## What to produce
In the entries that follow, find every line containing "ConfigLoader" and copy it.

**** Records provided ****

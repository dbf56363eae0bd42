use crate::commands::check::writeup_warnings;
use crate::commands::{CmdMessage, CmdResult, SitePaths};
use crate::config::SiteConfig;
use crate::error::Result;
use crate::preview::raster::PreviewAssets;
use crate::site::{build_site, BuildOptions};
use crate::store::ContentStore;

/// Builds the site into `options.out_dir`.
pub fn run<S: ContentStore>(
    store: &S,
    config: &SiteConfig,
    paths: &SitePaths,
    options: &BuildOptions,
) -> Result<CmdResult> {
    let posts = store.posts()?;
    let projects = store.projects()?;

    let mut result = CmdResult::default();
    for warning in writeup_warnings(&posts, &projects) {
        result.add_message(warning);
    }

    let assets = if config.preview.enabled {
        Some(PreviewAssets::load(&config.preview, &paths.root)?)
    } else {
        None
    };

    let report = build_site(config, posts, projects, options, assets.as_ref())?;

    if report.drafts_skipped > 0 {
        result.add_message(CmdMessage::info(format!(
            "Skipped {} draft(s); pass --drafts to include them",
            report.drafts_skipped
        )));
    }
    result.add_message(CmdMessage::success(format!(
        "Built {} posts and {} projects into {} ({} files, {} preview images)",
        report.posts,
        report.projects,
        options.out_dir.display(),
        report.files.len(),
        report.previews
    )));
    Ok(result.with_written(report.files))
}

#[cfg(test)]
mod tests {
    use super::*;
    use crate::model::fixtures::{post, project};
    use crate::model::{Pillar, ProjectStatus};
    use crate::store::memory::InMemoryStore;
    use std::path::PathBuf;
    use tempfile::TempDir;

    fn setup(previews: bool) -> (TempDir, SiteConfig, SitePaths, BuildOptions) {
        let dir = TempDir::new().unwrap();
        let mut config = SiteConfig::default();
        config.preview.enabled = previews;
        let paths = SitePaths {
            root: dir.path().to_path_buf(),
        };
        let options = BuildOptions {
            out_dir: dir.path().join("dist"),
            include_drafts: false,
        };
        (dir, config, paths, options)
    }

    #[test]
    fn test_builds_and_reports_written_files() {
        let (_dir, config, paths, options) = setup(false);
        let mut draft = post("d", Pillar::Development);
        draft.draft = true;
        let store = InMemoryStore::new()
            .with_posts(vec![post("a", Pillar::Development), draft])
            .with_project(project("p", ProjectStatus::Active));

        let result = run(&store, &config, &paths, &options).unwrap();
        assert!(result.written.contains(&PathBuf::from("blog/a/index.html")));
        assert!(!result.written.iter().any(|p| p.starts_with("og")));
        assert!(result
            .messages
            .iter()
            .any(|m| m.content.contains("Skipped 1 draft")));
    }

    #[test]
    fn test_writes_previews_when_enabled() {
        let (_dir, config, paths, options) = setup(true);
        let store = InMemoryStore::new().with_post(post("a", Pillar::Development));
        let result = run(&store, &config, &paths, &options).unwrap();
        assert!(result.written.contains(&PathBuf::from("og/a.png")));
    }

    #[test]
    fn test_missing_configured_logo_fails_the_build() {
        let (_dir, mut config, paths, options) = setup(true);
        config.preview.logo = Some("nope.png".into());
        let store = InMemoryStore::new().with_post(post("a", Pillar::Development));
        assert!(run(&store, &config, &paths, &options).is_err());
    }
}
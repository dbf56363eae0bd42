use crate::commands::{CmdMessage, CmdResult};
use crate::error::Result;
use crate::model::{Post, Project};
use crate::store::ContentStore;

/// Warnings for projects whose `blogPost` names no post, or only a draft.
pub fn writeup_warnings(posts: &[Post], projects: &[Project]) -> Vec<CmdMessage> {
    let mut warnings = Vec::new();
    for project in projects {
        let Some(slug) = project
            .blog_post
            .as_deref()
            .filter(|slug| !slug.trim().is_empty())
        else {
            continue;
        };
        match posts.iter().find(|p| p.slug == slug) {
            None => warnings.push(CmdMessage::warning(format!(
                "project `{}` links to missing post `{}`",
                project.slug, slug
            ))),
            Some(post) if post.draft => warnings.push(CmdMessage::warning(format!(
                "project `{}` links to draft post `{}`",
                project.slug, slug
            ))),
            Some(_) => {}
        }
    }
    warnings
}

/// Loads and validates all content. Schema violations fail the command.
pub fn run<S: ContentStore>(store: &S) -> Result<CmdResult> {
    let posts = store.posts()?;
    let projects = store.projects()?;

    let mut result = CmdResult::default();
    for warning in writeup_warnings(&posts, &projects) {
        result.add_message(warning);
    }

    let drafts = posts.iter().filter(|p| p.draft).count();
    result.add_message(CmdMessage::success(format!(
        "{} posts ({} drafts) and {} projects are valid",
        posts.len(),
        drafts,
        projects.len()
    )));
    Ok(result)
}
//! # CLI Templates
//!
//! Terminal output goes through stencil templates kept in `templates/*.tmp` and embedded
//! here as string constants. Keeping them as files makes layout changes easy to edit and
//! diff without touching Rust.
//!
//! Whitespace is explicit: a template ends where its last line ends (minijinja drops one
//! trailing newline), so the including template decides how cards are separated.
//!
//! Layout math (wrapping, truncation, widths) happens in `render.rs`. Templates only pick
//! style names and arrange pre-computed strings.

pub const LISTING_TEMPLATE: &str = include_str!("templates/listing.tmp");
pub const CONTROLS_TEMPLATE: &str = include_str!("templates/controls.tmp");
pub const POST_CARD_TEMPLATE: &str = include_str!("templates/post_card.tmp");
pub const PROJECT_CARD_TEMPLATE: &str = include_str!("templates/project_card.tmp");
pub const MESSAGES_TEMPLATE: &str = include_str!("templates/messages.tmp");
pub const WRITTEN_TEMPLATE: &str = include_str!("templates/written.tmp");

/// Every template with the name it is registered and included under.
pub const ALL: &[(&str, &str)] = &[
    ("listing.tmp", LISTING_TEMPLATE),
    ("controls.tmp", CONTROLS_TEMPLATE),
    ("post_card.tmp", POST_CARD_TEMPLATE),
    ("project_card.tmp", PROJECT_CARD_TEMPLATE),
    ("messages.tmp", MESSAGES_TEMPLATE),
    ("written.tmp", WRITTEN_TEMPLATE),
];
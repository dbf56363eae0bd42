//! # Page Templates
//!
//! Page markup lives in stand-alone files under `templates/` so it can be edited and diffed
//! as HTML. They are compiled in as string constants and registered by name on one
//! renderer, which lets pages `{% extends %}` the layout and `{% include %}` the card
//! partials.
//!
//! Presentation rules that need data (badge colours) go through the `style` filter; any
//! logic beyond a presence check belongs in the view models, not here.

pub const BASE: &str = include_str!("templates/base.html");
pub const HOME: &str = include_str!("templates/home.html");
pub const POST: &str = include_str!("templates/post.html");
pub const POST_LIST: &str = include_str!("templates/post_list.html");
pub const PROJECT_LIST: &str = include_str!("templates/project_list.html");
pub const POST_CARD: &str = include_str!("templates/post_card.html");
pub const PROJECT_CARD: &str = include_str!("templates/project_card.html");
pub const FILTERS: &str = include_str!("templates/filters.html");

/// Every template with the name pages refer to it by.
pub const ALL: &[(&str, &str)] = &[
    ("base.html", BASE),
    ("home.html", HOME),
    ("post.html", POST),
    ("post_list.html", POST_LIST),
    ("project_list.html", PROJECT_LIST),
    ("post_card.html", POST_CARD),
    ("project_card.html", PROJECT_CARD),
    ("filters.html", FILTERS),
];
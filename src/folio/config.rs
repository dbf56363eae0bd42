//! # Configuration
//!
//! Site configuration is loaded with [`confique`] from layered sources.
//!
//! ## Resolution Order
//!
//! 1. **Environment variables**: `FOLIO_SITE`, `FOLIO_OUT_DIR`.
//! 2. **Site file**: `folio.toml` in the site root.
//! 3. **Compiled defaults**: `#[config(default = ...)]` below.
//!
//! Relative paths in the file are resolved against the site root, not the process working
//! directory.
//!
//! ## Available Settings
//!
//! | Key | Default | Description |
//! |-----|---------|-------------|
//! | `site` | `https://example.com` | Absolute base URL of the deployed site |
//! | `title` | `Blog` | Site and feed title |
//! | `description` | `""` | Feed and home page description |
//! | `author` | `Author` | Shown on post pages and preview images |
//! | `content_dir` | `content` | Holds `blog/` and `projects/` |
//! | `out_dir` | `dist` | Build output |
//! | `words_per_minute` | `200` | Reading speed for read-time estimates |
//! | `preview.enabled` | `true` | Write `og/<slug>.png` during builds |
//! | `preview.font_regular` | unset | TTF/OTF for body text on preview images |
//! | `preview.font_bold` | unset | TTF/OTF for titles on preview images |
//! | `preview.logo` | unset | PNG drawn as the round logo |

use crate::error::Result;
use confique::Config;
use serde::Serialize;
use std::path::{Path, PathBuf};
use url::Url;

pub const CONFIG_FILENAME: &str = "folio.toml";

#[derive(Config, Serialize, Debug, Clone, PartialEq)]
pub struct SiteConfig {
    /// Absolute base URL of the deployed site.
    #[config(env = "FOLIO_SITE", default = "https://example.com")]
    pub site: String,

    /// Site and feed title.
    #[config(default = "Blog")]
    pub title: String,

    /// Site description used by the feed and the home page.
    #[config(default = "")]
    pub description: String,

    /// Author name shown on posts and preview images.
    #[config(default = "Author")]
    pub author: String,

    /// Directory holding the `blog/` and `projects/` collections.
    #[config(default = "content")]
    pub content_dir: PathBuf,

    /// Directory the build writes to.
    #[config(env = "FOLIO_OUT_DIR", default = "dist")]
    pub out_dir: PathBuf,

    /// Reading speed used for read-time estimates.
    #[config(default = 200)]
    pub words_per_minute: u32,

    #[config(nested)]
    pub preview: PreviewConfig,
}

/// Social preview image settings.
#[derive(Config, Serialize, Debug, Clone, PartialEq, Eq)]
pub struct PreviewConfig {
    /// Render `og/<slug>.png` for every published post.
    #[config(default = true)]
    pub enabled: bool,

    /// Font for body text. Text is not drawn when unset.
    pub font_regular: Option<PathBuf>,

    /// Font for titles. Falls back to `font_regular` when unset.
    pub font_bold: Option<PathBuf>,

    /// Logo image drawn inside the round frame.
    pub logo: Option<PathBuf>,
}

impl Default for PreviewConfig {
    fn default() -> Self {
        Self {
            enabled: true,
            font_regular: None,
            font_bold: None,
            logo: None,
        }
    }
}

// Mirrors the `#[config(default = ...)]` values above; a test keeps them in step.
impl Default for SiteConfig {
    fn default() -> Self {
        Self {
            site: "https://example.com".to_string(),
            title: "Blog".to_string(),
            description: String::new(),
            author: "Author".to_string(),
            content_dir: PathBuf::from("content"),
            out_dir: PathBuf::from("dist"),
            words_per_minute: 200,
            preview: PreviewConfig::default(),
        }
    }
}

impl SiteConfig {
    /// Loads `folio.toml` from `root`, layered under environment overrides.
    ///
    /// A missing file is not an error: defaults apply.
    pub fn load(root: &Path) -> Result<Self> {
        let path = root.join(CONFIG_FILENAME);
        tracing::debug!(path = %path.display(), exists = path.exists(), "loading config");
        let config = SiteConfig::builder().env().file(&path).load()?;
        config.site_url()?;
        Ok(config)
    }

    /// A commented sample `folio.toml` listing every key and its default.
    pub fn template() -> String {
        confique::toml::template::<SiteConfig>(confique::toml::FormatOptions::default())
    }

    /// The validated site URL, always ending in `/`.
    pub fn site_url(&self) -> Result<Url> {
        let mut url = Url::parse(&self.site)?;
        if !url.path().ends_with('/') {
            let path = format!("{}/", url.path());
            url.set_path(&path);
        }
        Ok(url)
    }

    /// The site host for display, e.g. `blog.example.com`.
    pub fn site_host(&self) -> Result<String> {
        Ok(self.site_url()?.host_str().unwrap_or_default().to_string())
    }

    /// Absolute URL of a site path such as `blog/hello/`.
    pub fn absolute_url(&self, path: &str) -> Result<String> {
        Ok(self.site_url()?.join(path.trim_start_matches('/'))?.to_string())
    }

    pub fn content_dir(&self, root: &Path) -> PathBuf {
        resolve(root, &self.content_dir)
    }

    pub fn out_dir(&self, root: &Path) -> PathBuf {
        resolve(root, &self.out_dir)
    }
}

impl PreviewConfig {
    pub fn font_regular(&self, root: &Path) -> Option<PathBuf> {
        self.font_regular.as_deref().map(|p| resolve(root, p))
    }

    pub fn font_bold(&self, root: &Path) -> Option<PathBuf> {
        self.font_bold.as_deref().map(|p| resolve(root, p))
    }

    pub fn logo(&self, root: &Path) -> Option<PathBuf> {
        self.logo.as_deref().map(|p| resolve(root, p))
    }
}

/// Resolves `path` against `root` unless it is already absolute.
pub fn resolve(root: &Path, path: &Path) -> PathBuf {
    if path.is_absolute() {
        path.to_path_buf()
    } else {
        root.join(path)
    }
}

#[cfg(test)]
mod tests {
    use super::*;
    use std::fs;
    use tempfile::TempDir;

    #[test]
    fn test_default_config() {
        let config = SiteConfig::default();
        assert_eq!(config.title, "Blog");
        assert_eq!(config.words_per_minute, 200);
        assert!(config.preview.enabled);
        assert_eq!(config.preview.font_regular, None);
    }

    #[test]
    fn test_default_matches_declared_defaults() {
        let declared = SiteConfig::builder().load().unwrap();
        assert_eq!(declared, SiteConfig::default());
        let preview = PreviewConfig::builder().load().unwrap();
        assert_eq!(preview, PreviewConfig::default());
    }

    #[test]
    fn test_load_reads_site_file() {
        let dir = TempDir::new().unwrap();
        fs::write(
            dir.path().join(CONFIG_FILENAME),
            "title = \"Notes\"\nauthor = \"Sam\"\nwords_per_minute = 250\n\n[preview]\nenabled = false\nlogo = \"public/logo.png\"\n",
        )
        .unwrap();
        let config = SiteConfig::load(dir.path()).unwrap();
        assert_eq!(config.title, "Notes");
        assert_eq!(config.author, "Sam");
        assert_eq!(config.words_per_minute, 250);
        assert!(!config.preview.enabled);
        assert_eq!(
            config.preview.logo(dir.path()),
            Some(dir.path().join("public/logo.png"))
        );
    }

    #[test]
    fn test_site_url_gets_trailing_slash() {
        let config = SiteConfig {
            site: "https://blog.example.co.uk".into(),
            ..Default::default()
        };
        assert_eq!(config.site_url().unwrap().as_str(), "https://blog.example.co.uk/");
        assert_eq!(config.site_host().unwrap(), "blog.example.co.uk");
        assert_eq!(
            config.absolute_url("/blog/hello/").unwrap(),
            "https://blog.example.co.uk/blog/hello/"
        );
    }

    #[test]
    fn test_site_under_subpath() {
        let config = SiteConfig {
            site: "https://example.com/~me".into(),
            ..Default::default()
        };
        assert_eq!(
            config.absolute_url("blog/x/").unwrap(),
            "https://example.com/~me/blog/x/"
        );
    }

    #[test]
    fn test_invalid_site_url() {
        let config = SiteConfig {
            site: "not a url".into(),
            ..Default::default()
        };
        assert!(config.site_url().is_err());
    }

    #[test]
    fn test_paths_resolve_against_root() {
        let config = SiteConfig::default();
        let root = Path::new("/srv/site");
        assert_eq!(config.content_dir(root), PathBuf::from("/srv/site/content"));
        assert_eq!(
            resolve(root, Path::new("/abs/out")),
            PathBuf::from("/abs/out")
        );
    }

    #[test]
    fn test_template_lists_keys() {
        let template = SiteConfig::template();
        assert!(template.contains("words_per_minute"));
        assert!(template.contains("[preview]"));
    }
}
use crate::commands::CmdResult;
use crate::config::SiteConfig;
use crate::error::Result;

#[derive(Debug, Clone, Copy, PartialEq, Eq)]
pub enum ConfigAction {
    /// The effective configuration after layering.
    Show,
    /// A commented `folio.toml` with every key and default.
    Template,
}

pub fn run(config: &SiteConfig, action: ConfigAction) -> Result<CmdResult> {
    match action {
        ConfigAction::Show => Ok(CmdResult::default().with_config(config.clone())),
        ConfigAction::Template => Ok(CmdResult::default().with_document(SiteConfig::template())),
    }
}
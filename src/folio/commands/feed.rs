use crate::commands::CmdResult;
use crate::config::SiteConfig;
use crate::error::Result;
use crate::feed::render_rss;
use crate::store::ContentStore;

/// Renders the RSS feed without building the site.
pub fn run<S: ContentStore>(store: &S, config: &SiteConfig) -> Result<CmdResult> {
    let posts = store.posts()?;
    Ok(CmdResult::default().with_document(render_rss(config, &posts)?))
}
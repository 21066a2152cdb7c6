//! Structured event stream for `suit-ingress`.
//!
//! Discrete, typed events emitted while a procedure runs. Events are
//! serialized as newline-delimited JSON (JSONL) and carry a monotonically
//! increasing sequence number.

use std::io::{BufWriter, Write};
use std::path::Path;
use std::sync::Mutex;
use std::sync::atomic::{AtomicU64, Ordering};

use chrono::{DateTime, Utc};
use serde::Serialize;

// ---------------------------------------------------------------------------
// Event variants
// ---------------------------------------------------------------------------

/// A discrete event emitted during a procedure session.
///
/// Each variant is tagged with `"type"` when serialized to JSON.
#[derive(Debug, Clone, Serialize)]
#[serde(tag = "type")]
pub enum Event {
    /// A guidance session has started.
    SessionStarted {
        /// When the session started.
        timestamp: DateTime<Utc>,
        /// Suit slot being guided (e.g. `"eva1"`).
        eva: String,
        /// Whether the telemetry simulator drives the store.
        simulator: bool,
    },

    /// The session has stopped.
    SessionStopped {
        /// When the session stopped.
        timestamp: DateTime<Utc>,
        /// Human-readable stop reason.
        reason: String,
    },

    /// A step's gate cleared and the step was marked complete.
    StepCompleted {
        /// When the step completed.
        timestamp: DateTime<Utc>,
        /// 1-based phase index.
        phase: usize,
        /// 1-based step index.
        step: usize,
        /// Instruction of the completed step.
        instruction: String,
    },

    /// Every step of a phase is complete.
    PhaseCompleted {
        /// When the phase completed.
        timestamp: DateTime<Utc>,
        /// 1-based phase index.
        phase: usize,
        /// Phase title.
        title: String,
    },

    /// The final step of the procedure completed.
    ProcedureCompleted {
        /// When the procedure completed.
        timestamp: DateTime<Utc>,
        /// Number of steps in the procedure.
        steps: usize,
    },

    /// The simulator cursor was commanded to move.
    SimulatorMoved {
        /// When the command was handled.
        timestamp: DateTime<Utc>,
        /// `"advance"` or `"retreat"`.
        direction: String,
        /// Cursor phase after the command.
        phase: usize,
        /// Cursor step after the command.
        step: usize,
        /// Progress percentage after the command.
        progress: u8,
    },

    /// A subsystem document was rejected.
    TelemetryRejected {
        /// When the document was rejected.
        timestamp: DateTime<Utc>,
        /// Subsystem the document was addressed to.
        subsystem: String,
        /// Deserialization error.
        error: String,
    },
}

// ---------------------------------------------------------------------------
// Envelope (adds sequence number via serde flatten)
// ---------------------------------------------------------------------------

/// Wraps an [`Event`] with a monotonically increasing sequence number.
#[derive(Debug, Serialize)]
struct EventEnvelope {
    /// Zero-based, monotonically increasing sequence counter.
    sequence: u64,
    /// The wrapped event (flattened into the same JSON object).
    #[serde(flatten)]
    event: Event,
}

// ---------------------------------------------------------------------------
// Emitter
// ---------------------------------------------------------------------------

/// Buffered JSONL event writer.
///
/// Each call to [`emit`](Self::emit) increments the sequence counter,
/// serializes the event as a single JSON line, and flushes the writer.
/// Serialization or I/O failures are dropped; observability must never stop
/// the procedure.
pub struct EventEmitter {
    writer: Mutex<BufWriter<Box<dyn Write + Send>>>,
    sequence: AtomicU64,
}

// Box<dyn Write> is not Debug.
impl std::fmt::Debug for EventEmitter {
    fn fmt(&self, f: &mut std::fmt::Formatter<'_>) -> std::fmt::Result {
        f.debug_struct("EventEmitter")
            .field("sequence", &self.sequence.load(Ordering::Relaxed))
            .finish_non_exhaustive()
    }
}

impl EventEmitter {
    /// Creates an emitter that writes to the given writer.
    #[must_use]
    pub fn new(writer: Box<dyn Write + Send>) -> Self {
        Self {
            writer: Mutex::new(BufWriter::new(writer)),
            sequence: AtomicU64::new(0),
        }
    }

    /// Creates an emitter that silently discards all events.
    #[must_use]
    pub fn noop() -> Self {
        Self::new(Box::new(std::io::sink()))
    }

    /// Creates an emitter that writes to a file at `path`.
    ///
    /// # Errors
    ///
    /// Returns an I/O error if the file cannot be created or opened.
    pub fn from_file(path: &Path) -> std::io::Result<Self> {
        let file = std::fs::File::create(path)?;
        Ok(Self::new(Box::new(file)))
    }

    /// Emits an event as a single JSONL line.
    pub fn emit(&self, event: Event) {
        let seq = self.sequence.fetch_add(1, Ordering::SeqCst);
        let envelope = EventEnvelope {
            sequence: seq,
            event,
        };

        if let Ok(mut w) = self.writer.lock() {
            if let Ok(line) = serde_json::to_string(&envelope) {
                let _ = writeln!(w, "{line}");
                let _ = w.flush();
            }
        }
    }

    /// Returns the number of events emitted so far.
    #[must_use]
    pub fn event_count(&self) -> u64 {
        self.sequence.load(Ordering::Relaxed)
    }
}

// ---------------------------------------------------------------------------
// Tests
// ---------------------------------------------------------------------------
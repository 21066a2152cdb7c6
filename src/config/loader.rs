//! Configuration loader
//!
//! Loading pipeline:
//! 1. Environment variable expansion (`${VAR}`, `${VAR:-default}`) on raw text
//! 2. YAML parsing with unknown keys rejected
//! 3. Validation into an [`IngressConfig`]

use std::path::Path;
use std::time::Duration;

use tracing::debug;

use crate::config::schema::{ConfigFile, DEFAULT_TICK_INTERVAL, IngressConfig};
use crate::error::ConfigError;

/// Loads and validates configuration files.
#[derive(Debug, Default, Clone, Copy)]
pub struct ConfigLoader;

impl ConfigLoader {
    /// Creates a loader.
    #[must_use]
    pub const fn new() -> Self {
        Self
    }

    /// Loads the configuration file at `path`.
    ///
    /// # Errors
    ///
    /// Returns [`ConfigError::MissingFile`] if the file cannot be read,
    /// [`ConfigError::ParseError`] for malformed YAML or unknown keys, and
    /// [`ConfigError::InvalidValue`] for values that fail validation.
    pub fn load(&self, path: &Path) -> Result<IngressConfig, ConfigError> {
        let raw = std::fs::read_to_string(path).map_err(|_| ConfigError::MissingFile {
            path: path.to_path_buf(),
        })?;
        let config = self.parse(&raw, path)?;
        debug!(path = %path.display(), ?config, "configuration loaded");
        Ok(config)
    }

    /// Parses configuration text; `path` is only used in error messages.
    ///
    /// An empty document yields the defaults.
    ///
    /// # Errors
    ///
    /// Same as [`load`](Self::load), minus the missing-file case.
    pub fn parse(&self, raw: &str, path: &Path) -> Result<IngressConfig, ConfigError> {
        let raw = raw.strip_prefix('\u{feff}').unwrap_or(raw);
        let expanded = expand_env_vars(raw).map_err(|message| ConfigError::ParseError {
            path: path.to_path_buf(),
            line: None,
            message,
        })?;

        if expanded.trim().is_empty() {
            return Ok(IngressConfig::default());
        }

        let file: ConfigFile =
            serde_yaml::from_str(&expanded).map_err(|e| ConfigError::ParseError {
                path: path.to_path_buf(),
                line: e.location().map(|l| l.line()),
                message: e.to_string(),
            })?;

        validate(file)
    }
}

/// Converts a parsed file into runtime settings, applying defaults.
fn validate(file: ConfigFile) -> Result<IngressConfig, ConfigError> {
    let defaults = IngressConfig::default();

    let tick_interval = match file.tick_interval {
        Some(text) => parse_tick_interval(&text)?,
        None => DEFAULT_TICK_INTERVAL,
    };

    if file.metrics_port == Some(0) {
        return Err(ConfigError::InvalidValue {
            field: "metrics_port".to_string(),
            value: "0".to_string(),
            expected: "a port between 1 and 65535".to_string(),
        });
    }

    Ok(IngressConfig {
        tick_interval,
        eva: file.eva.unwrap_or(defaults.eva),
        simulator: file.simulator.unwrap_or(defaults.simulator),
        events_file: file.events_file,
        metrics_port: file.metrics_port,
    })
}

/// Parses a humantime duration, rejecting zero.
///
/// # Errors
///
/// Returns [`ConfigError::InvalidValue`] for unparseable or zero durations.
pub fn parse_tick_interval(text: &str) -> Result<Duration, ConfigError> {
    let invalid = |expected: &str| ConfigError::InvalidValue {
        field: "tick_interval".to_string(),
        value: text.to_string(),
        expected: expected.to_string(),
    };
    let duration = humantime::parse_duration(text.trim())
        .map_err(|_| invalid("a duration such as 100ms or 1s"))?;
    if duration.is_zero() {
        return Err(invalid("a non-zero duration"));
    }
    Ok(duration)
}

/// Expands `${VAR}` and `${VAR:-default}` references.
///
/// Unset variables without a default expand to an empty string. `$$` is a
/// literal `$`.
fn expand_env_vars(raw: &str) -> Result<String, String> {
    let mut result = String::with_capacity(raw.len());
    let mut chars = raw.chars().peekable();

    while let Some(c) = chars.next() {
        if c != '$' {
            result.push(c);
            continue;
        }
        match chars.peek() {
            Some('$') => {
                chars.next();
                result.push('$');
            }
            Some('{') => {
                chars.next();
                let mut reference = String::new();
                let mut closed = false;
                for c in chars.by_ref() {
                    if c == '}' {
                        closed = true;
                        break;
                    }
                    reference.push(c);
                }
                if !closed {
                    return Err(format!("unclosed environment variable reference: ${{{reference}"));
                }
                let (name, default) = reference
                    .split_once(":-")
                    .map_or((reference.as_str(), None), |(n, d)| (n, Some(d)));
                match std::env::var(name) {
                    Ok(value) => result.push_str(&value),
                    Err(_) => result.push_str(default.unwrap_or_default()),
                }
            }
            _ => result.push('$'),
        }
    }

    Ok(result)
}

****

## Written response
pub struct ConfigLoader;
impl ConfigLoader {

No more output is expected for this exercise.